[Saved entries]
########################################

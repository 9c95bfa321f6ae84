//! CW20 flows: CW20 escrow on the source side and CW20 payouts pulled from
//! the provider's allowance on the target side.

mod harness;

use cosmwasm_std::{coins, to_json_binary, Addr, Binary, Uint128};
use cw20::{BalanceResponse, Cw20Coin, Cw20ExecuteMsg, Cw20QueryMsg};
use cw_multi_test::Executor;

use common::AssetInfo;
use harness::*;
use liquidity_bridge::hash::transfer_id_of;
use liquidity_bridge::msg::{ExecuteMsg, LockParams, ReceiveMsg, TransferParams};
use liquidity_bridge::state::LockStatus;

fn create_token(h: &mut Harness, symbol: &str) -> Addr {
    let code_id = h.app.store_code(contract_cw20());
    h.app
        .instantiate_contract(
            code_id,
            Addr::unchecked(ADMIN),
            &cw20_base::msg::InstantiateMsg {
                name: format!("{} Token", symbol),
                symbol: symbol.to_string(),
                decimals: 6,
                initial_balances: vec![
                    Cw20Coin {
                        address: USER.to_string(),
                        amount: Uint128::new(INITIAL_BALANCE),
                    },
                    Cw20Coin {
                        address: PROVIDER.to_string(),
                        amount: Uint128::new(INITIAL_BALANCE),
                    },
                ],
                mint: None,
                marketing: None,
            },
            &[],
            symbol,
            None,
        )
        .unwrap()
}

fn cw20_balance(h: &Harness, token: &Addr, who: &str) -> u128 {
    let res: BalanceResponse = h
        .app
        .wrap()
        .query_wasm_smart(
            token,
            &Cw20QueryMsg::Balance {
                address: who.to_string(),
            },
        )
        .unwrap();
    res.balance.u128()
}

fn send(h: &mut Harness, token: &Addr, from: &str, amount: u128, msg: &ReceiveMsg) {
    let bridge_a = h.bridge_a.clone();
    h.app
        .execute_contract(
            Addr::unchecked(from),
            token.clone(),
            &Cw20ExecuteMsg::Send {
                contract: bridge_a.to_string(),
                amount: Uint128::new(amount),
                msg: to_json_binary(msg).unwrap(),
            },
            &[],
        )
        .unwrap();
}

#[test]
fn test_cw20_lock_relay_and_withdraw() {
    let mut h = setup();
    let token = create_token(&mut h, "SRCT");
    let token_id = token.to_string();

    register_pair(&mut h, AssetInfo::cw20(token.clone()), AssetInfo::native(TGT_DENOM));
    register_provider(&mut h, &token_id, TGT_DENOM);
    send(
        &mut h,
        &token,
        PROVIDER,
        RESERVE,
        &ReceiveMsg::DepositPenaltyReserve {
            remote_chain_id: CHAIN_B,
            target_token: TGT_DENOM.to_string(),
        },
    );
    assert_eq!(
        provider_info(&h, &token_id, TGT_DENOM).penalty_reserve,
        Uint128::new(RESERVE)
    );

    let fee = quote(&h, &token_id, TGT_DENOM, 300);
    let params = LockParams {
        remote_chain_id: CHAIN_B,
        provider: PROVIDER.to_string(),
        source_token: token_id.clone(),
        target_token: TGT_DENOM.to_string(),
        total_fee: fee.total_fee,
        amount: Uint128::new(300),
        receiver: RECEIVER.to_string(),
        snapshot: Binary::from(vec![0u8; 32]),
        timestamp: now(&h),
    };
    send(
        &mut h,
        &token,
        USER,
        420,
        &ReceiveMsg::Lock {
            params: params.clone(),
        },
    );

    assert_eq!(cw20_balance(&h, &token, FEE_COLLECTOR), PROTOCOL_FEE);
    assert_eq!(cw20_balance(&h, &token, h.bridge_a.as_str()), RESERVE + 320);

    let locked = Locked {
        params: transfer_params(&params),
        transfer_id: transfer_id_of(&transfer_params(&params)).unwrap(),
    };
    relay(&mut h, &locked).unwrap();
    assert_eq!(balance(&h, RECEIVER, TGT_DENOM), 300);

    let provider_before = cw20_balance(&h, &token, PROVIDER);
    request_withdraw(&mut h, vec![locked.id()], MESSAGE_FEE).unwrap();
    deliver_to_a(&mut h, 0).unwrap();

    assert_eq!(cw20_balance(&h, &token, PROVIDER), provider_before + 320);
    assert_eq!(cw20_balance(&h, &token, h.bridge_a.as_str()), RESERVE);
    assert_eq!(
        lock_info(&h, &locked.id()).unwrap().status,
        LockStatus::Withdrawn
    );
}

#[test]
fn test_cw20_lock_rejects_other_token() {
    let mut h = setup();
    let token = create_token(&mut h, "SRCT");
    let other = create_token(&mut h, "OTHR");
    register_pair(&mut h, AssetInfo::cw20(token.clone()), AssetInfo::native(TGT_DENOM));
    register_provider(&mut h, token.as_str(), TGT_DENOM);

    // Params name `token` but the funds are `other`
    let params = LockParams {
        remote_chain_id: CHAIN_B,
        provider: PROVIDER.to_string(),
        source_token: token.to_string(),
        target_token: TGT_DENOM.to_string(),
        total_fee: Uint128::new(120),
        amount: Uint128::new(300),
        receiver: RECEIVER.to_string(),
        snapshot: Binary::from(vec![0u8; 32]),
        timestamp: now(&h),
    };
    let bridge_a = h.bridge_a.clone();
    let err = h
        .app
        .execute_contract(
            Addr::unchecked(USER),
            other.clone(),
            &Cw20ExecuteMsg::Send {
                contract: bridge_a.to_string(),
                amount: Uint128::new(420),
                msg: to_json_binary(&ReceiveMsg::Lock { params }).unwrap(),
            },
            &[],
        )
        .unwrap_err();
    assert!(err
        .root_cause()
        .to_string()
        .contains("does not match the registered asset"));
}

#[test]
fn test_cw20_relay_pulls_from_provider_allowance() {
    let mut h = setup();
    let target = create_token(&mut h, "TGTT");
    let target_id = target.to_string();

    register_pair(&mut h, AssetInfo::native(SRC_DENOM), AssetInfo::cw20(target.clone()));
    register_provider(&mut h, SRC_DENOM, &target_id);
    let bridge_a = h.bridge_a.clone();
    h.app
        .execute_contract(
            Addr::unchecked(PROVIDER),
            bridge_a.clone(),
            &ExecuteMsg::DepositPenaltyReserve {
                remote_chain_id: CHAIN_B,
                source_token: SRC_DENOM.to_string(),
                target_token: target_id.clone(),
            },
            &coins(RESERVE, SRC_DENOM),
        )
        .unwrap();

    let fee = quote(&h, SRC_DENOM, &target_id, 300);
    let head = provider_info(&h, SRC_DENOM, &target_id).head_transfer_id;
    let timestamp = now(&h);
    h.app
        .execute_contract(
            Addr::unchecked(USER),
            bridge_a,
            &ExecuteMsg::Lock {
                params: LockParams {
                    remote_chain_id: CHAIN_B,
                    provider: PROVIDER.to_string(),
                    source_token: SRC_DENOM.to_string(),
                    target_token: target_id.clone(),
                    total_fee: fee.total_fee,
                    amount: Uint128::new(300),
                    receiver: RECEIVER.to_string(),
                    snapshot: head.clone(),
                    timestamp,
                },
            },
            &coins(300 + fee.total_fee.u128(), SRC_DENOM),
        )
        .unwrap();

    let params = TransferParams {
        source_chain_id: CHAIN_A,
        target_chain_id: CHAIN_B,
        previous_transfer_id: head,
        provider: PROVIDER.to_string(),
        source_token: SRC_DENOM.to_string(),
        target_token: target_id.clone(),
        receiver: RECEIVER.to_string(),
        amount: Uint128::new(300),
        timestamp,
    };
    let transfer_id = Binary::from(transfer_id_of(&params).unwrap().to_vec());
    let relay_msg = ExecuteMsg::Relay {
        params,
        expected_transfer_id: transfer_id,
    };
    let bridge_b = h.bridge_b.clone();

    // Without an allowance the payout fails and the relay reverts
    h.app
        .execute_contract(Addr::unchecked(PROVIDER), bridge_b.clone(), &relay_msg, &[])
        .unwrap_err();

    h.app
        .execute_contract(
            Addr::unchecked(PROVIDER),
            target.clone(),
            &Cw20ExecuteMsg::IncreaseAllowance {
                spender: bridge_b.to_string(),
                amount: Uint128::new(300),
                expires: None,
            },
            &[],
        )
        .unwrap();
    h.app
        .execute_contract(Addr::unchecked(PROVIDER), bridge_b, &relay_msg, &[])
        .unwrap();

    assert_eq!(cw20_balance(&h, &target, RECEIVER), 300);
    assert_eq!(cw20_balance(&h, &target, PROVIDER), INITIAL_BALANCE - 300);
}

########################################

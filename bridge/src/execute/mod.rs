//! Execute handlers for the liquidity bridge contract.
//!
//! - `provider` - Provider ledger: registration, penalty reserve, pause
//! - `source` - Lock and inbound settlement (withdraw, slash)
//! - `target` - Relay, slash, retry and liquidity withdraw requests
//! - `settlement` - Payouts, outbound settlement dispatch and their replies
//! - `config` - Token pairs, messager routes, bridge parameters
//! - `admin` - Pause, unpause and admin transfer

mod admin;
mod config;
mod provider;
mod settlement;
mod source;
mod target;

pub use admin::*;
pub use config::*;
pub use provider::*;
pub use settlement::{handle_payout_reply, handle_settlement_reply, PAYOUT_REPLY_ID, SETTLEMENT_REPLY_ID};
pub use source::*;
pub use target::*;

########################################

## PROBLEM REQUIREMENTS:
Copy every line of the data that carries the word "settlement".

## ANSWER SECTION:
//! - `source` - Lock and inbound settlement (withdraw, slash)
//! - `settlement` - Payouts, outbound settlement dispatch and their replies
mod settlement;
pub use settlement::{handle_payout_reply, handle_settlement_reply, PAYOUT_REPLY_ID, SETTLEMENT_REPLY_ID};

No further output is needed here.